# WHAT YOU NEED TO DO:
Whenever a line of the data below holds the string "fakhr", copy that line.
********
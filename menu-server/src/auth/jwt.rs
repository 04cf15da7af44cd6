//! JWT 令牌服务
//!
//! 处理管理员令牌的生成、验证和解析。

use chrono::{Duration, Utc};
use jsonwebtoken::errors::ErrorKind;
use jsonwebtoken::{Algorithm, DecodingKey, EncodingKey, Header, Validation, decode, encode};
use ring::rand::{SecureRandom, SystemRandom};
use serde::{Deserialize, Serialize};
use shared::models::{Admin, AdminRole};
use thiserror::Error;

use crate::core::ConfigError;

/// Minimum secret length in bytes
pub const MIN_SECRET_LEN: usize = 32;

/// JWT 配置
#[derive(Debug, Clone)]
pub struct JwtConfig {
    /// JWT 密钥 (至少 32 字节)
    pub secret: String,
    /// 令牌过期时间 (分钟)
    pub expiration_minutes: i64,
    /// 令牌签发者
    pub issuer: String,
    /// 令牌受众
    pub audience: String,
}

impl JwtConfig {
    /// 从环境变量加载
    ///
    /// 生产环境必须设置 `JWT_SECRET`；开发环境缺省时生成临时密钥
    /// (重启后已签发的令牌全部失效)。
    pub fn from_env(production: bool) -> Result<Self, ConfigError> {
        let secret = match std::env::var("JWT_SECRET") {
            Ok(secret) if secret.len() >= MIN_SECRET_LEN => secret,
            Ok(secret) => {
                return Err(ConfigError::Invalid {
                    name: "JWT_SECRET",
                    value: format!("{} bytes, at least {} required", secret.len(), MIN_SECRET_LEN),
                });
            }
            Err(_) if production => return Err(ConfigError::Missing("JWT_SECRET")),
            Err(_) => {
                tracing::warn!("⚠️  JWT_SECRET not set! Generating temporary key for development.");
                generate_printable_secret()
            }
        };

        Ok(Self {
            secret,
            expiration_minutes: std::env::var("JWT_EXPIRATION_MINUTES")
                .ok()
                .and_then(|s| s.parse().ok())
                .unwrap_or(480), // 默认 8 小时
            issuer: std::env::var("JWT_ISSUER").unwrap_or_else(|_| "menu-server".to_string()),
            audience: std::env::var("JWT_AUDIENCE").unwrap_or_else(|_| "menu-admin".to_string()),
        })
    }

    /// 测试用固定配置
    pub fn for_tests() -> Self {
        Self {
            secret: "test-secret-that-is-long-enough-for-hs256".to_string(),
            expiration_minutes: 60,
            issuer: "menu-server".to_string(),
            audience: "menu-admin".to_string(),
        }
    }
}

/// 存储在令牌中的 JWT Claims
#[derive(Debug, Clone, Serialize, Deserialize)]
pub struct Claims {
    /// 管理员 ID (principal)
    pub sub: String,
    pub email: String,
    /// 签发时的角色 (仅供展示，授权以数据库为准)
    pub role: AdminRole,
    /// 过期时间戳
    pub exp: i64,
    /// 签发时间戳
    pub iat: i64,
    pub iss: String,
    pub aud: String,
}

/// JWT 错误
#[derive(Error, Debug)]
pub enum JwtError {
    #[error("无效令牌: {0}")]
    InvalidToken(String),

    #[error("令牌已过期")]
    ExpiredToken,

    #[error("无效签名")]
    InvalidSignature,

    #[error("令牌生成失败: {0}")]
    GenerationFailed(String),
}

/// 生成可打印的随机密钥 (开发环境)
pub fn generate_printable_secret() -> String {
    const ALLOWED: &[u8] =
        b"ABCDEFGHIJKLMNOPQRSTUVWXYZabcdefghijklmnopqrstuvwxyz0123456789!@#$%^&*()-_=+";

    let rng = SystemRandom::new();
    let mut bytes = [0u8; 64];
    if rng.fill(&mut bytes).is_err() {
        // 随机源不可用时退化为 rand 线程随机数
        return shared::util::random_base36(64);
    }
    bytes
        .iter()
        .map(|b| ALLOWED[*b as usize % ALLOWED.len()] as char)
        .collect()
}

/// JWT 令牌服务
#[derive(Clone)]
pub struct JwtService {
    pub config: JwtConfig,
    encoding_key: EncodingKey,
    decoding_key: DecodingKey,
}

impl std::fmt::Debug for JwtService {
    fn fmt(&self, f: &mut std::fmt::Formatter<'_>) -> std::fmt::Result {
        f.debug_struct("JwtService")
            .field("issuer", &self.config.issuer)
            .field("audience", &self.config.audience)
            .finish_non_exhaustive()
    }
}

impl JwtService {
    pub fn with_config(config: JwtConfig) -> Self {
        let encoding_key = EncodingKey::from_secret(config.secret.as_bytes());
        let decoding_key = DecodingKey::from_secret(config.secret.as_bytes());

        Self {
            config,
            encoding_key,
            decoding_key,
        }
    }

    /// 为管理员生成令牌
    pub fn generate_token(&self, admin: &Admin) -> Result<String, JwtError> {
        let now = Utc::now();
        let expiration = now + Duration::minutes(self.config.expiration_minutes);

        let claims = Claims {
            sub: admin.id.clone(),
            email: admin.email.clone(),
            role: admin.role,
            exp: expiration.timestamp(),
            iat: now.timestamp(),
            iss: self.config.issuer.clone(),
            aud: self.config.audience.clone(),
        };

        encode(&Header::new(Algorithm::HS256), &claims, &self.encoding_key)
            .map_err(|e| JwtError::GenerationFailed(e.to_string()))
    }

    /// 验证并解码令牌
    pub fn validate_token(&self, token: &str) -> Result<Claims, JwtError> {
        let mut validation = Validation::new(Algorithm::HS256);
        validation.set_audience(&[&self.config.audience]);
        validation.set_issuer(&[&self.config.issuer]);
        validation.set_required_spec_claims(&["sub", "exp", "iat", "iss", "aud"]);

        let token_data = decode::<Claims>(token, &self.decoding_key, &validation).map_err(|e| {
            match e.kind() {
                ErrorKind::ExpiredSignature => JwtError::ExpiredToken,
                ErrorKind::InvalidSignature => JwtError::InvalidSignature,
                _ => JwtError::InvalidToken(e.to_string()),
            }
        })?;

        Ok(token_data.claims)
    }

    /// 从 Authorization 头提取令牌
    pub fn extract_from_header(header: &str) -> Option<&str> {
        header.strip_prefix("Bearer ").map(str::trim).filter(|t| !t.is_empty())
    }

    /// 令牌有效期 (秒)
    pub fn expires_in_seconds(&self) -> i64 {
        self.config.expiration_minutes * 60
    }
}

/// 当前管理员上下文
///
/// 由认证中间件在确认管理员记录仍然存在后创建，注入到请求扩展。
/// `role` 来自数据库而不是令牌，删除管理员记录即撤销访问。
#[derive(Debug, Clone)]
pub struct CurrentUser {
    pub id: String,
    pub email: String,
    pub role: AdminRole,
}

impl From<Admin> for CurrentUser {
    fn from(admin: Admin) -> Self {
        Self {
            id: admin.id,
            email: admin.email,
            role: admin.role,
        }
    }
}

impl CurrentUser {
    pub fn is_super_admin(&self) -> bool {
        self.role == AdminRole::SuperAdmin
    }
}

#[cfg(test)]
mod tests {
    use super::*;

    fn admin(role: AdminRole) -> Admin {
        Admin {
            id: "a1".to_string(),
            email: "owner@fakhr.cafe".to_string(),
            role,
            created_at: Utc::now(),
        }
    }

    #[test]
    fn token_round_trip() {
        let service = JwtService::with_config(JwtConfig::for_tests());
        let token = service.generate_token(&admin(AdminRole::SuperAdmin)).unwrap();

        let claims = service.validate_token(&token).unwrap();
        assert_eq!(claims.sub, "a1");
        assert_eq!(claims.email, "owner@fakhr.cafe");
        assert_eq!(claims.role, AdminRole::SuperAdmin);
    }

    #[test]
    fn token_from_other_secret_is_rejected() {
        let issuer = JwtService::with_config(JwtConfig::for_tests());
        let token = issuer.generate_token(&admin(AdminRole::Admin)).unwrap();

        let other = JwtService::with_config(JwtConfig {
            secret: "a-completely-different-secret-of-enough-length".to_string(),
            ..JwtConfig::for_tests()
        });
        assert!(matches!(other.validate_token(&token), Err(JwtError::InvalidSignature)));
    }

    #[test]
    fn expired_token_is_reported_as_expired() {
        let service = JwtService::with_config(JwtConfig {
            expiration_minutes: -10,
            ..JwtConfig::for_tests()
        });
        let token = service.generate_token(&admin(AdminRole::Admin)).unwrap();
        assert!(matches!(service.validate_token(&token), Err(JwtError::ExpiredToken)));
    }

    #[test]
    fn bearer_prefix_is_required() {
        assert_eq!(JwtService::extract_from_header("Bearer abc"), Some("abc"));
        assert_eq!(JwtService::extract_from_header("Basic abc"), None);
        assert_eq!(JwtService::extract_from_header("Bearer "), None);
    }

    #[test]
    fn printable_secret_is_long_enough() {
        let a = generate_printable_secret();
        assert!(a.len() >= MIN_SECRET_LEN);
        assert_ne!(a, generate_printable_secret());
    }
}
********
# WORKED SOLUTION:
            email: "owner@fakhr.cafe".to_string(),
        assert_eq!(claims.email, "owner@fakhr.cafe");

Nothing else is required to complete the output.